Dataset entries:
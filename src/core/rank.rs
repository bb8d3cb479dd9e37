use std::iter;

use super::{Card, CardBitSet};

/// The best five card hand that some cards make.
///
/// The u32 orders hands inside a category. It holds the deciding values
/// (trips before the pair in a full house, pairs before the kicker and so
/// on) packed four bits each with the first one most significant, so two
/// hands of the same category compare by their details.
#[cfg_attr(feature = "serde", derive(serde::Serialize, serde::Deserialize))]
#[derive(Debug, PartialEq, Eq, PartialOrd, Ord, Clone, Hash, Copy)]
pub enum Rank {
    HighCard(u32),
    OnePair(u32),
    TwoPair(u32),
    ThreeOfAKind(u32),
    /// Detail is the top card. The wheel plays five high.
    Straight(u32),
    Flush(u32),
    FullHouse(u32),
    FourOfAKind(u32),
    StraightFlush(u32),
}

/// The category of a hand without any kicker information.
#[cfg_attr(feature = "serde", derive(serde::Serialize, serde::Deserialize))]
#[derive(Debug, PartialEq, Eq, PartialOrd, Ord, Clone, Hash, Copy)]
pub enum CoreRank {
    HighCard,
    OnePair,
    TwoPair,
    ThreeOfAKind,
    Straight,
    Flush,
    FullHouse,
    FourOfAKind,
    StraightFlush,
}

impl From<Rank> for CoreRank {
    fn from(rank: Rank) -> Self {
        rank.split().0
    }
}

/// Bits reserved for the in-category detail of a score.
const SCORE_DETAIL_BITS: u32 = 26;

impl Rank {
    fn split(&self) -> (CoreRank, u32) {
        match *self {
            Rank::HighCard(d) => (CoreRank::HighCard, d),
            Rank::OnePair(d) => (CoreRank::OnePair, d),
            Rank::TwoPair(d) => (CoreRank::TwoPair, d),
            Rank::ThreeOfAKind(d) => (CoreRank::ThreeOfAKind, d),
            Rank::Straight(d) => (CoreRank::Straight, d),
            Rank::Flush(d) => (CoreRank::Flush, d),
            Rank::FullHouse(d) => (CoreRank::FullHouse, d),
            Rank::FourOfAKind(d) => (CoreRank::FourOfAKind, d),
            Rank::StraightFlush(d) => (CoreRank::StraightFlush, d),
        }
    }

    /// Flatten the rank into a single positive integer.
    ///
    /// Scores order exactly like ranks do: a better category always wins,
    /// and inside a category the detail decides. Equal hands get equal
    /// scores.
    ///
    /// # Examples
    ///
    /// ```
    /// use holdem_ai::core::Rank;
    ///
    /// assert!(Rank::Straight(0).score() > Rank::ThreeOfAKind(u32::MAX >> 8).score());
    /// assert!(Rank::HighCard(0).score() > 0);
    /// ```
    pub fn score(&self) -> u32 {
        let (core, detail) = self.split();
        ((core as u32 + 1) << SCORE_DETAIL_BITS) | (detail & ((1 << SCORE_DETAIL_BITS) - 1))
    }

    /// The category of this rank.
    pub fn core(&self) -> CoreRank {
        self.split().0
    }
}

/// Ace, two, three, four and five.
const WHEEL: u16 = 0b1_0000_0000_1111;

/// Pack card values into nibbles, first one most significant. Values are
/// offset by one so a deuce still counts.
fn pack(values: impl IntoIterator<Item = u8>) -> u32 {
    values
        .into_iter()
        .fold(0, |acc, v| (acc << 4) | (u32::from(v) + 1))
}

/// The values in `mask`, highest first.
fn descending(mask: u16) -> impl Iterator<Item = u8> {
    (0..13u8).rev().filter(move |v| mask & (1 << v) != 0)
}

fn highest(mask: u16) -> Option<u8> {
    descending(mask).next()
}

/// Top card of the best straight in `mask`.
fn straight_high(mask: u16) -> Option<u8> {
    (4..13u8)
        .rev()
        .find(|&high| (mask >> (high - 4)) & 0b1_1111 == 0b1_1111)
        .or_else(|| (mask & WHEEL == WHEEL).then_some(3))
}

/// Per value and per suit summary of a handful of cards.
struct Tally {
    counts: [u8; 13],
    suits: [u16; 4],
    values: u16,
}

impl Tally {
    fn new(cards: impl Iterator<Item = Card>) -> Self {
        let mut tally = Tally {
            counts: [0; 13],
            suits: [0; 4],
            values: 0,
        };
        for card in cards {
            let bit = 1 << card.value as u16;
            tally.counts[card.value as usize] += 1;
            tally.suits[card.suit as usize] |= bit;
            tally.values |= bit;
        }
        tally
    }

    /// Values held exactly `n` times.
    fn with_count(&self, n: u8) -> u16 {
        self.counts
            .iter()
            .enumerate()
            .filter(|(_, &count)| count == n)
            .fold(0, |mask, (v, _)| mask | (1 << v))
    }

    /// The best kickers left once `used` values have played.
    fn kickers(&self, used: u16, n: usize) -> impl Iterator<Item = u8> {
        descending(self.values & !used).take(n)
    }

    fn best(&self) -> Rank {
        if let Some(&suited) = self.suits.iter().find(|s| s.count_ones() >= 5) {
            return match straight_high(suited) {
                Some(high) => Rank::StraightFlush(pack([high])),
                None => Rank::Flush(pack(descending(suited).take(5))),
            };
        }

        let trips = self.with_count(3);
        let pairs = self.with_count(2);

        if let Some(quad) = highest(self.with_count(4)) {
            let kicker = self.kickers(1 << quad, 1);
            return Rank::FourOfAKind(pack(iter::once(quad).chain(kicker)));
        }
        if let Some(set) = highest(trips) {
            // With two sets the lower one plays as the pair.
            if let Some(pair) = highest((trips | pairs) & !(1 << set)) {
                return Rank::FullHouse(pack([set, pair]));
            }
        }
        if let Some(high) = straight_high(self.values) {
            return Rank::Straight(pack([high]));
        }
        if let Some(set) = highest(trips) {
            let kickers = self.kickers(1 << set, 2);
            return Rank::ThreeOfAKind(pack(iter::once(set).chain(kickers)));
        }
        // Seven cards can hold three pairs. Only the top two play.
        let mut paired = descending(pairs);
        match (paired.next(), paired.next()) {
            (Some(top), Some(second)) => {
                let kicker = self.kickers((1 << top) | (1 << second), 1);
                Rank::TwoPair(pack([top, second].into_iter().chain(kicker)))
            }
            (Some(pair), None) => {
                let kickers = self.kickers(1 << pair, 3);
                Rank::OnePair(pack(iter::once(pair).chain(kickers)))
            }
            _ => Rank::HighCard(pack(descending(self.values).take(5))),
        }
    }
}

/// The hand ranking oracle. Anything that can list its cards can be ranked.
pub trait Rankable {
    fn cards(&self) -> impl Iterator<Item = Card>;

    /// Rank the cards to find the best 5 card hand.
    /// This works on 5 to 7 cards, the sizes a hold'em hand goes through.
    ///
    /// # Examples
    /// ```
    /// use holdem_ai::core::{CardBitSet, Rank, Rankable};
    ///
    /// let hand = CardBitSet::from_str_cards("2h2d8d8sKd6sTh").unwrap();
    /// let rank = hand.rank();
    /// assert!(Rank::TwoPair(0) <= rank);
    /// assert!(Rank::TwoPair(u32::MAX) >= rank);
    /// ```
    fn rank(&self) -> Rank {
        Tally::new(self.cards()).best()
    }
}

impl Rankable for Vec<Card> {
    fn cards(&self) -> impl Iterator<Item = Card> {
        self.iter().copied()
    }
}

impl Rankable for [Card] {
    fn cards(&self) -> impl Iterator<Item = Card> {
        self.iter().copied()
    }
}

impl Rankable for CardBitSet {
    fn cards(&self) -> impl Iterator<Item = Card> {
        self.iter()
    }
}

WORK TO BE COMPLETED:
Repeat all of the data exactly. Include every line.

RESPONSE:
filename src/core/rank.rs
repository bb8d3cb479dd9e37
use std::iter;

use super::{Card, CardBitSet};

/// The best five card hand that some cards make.
///
/// The u32 orders hands inside a category. It holds the deciding values
/// (trips before the pair in a full house, pairs before the kicker and so
/// on) packed four bits each with the first one most significant, so two
/// hands of the same category compare by their details.
#[cfg_attr(feature = "serde", derive(serde::Serialize, serde::Deserialize))]
#[derive(Debug, PartialEq, Eq, PartialOrd, Ord, Clone, Hash, Copy)]
pub enum Rank {
    HighCard(u32),
    OnePair(u32),
    TwoPair(u32),
    ThreeOfAKind(u32),
    /// Detail is the top card. The wheel plays five high.
    Straight(u32),
    Flush(u32),
    FullHouse(u32),
    FourOfAKind(u32),
    StraightFlush(u32),
}

/// The category of a hand without any kicker information.
#[cfg_attr(feature = "serde", derive(serde::Serialize, serde::Deserialize))]
#[derive(Debug, PartialEq, Eq, PartialOrd, Ord, Clone, Hash, Copy)]
pub enum CoreRank {
    HighCard,
    OnePair,
    TwoPair,
    ThreeOfAKind,
    Straight,
    Flush,
    FullHouse,
    FourOfAKind,
    StraightFlush,
}

impl From<Rank> for CoreRank {
    fn from(rank: Rank) -> Self {
        rank.split().0
    }
}

/// Bits reserved for the in-category detail of a score.
const SCORE_DETAIL_BITS: u32 = 26;

impl Rank {
    fn split(&self) -> (CoreRank, u32) {
        match *self {
            Rank::HighCard(d) => (CoreRank::HighCard, d),
            Rank::OnePair(d) => (CoreRank::OnePair, d),
            Rank::TwoPair(d) => (CoreRank::TwoPair, d),
            Rank::ThreeOfAKind(d) => (CoreRank::ThreeOfAKind, d),
            Rank::Straight(d) => (CoreRank::Straight, d),
            Rank::Flush(d) => (CoreRank::Flush, d),
            Rank::FullHouse(d) => (CoreRank::FullHouse, d),
            Rank::FourOfAKind(d) => (CoreRank::FourOfAKind, d),
            Rank::StraightFlush(d) => (CoreRank::StraightFlush, d),
        }
    }

    /// Flatten the rank into a single positive integer.
    ///
    /// Scores order exactly like ranks do: a better category always wins,
    /// and inside a category the detail decides. Equal hands get equal
    /// scores.
    ///
    /// # Examples
    ///
    /// ```
    /// use holdem_ai::core::Rank;
    ///
    /// assert!(Rank::Straight(0).score() > Rank::ThreeOfAKind(u32::MAX >> 8).score());
    /// assert!(Rank::HighCard(0).score() > 0);
    /// ```
    pub fn score(&self) -> u32 {
        let (core, detail) = self.split();
        ((core as u32 + 1) << SCORE_DETAIL_BITS) | (detail & ((1 << SCORE_DETAIL_BITS) - 1))
    }

    /// The category of this rank.
    pub fn core(&self) -> CoreRank {
        self.split().0
    }
}

/// Ace, two, three, four and five.
const WHEEL: u16 = 0b1_0000_0000_1111;

/// Pack card values into nibbles, first one most significant. Values are
/// offset by one so a deuce still counts.
fn pack(values: impl IntoIterator<Item = u8>) -> u32 {
    values
        .into_iter()
        .fold(0, |acc, v| (acc << 4) | (u32::from(v) + 1))
}

/// The values in `mask`, highest first.
fn descending(mask: u16) -> impl Iterator<Item = u8> {
    (0..13u8).rev().filter(move |v| mask & (1 << v) != 0)
}

fn highest(mask: u16) -> Option<u8> {
    descending(mask).next()
}

/// Top card of the best straight in `mask`.
fn straight_high(mask: u16) -> Option<u8> {
    (4..13u8)
        .rev()
        .find(|&high| (mask >> (high - 4)) & 0b1_1111 == 0b1_1111)
        .or_else(|| (mask & WHEEL == WHEEL).then_some(3))
}

/// Per value and per suit summary of a handful of cards.
struct Tally {
    counts: [u8; 13],
    suits: [u16; 4],
    values: u16,
}

impl Tally {
    fn new(cards: impl Iterator<Item = Card>) -> Self {
        let mut tally = Tally {
            counts: [0; 13],
            suits: [0; 4],
            values: 0,
        };
        for card in cards {
            let bit = 1 << card.value as u16;
            tally.counts[card.value as usize] += 1;
            tally.suits[card.suit as usize] |= bit;
            tally.values |= bit;
        }
        tally
    }

    /// Values held exactly `n` times.
    fn with_count(&self, n: u8) -> u16 {
        self.counts
            .iter()
            .enumerate()
            .filter(|(_, &count)| count == n)
            .fold(0, |mask, (v, _)| mask | (1 << v))
    }

    /// The best kickers left once `used` values have played.
    fn kickers(&self, used: u16, n: usize) -> impl Iterator<Item = u8> {
        descending(self.values & !used).take(n)
    }

    fn best(&self) -> Rank {
        if let Some(&suited) = self.suits.iter().find(|s| s.count_ones() >= 5) {
            return match straight_high(suited) {
                Some(high) => Rank::StraightFlush(pack([high])),
                None => Rank::Flush(pack(descending(suited).take(5))),
            };
        }

        let trips = self.with_count(3);
        let pairs = self.with_count(2);

        if let Some(quad) = highest(self.with_count(4)) {
            let kicker = self.kickers(1 << quad, 1);
            return Rank::FourOfAKind(pack(iter::once(quad).chain(kicker)));
        }
        if let Some(set) = highest(trips) {
            // With two sets the lower one plays as the pair.
            if let Some(pair) = highest((trips | pairs) & !(1 << set)) {
                return Rank::FullHouse(pack([set, pair]));
            }
        }
        if let Some(high) = straight_high(self.values) {
            return Rank::Straight(pack([high]));
        }
        if let Some(set) = highest(trips) {
            let kickers = self.kickers(1 << set, 2);
            return Rank::ThreeOfAKind(pack(iter::once(set).chain(kickers)));
        }
        // Seven cards can hold three pairs. Only the top two play.
        let mut paired = descending(pairs);
        match (paired.next(), paired.next()) {
            (Some(top), Some(second)) => {
                let kicker = self.kickers((1 << top) | (1 << second), 1);
                Rank::TwoPair(pack([top, second].into_iter().chain(kicker)))
            }
            (Some(pair), None) => {
                let kickers = self.kickers(1 << pair, 3);
                Rank::OnePair(pack(iter::once(pair).chain(kickers)))
            }
            _ => Rank::HighCard(pack(descending(self.values).take(5))),
        }
    }
}

/// The hand ranking oracle. Anything that can list its cards can be ranked.
pub trait Rankable {
    fn cards(&self) -> impl Iterator<Item = Card>;

    /// Rank the cards to find the best 5 card hand.
    /// This works on 5 to 7 cards, the sizes a hold'em hand goes through.
    ///
    /// # Examples
    /// ```
    /// use holdem_ai::core::{CardBitSet, Rank, Rankable};
    ///
    /// let hand = CardBitSet::from_str_cards("2h2d8d8sKd6sTh").unwrap();
    /// let rank = hand.rank();
    /// assert!(Rank::TwoPair(0) <= rank);
    /// assert!(Rank::TwoPair(u32::MAX) >= rank);
    /// ```
    fn rank(&self) -> Rank {
        Tally::new(self.cards()).best()
    }
}

impl Rankable for Vec<Card> {
    fn cards(&self) -> impl Iterator<Item = Card> {
        self.iter().copied()
    }
}

impl Rankable for [Card] {
    fn cards(&self) -> impl Iterator<Item = Card> {
        self.iter().copied()
    }
}

impl Rankable for CardBitSet {
    fn cards(&self) -> impl Iterator<Item = Card> {
        self.iter()
    }
}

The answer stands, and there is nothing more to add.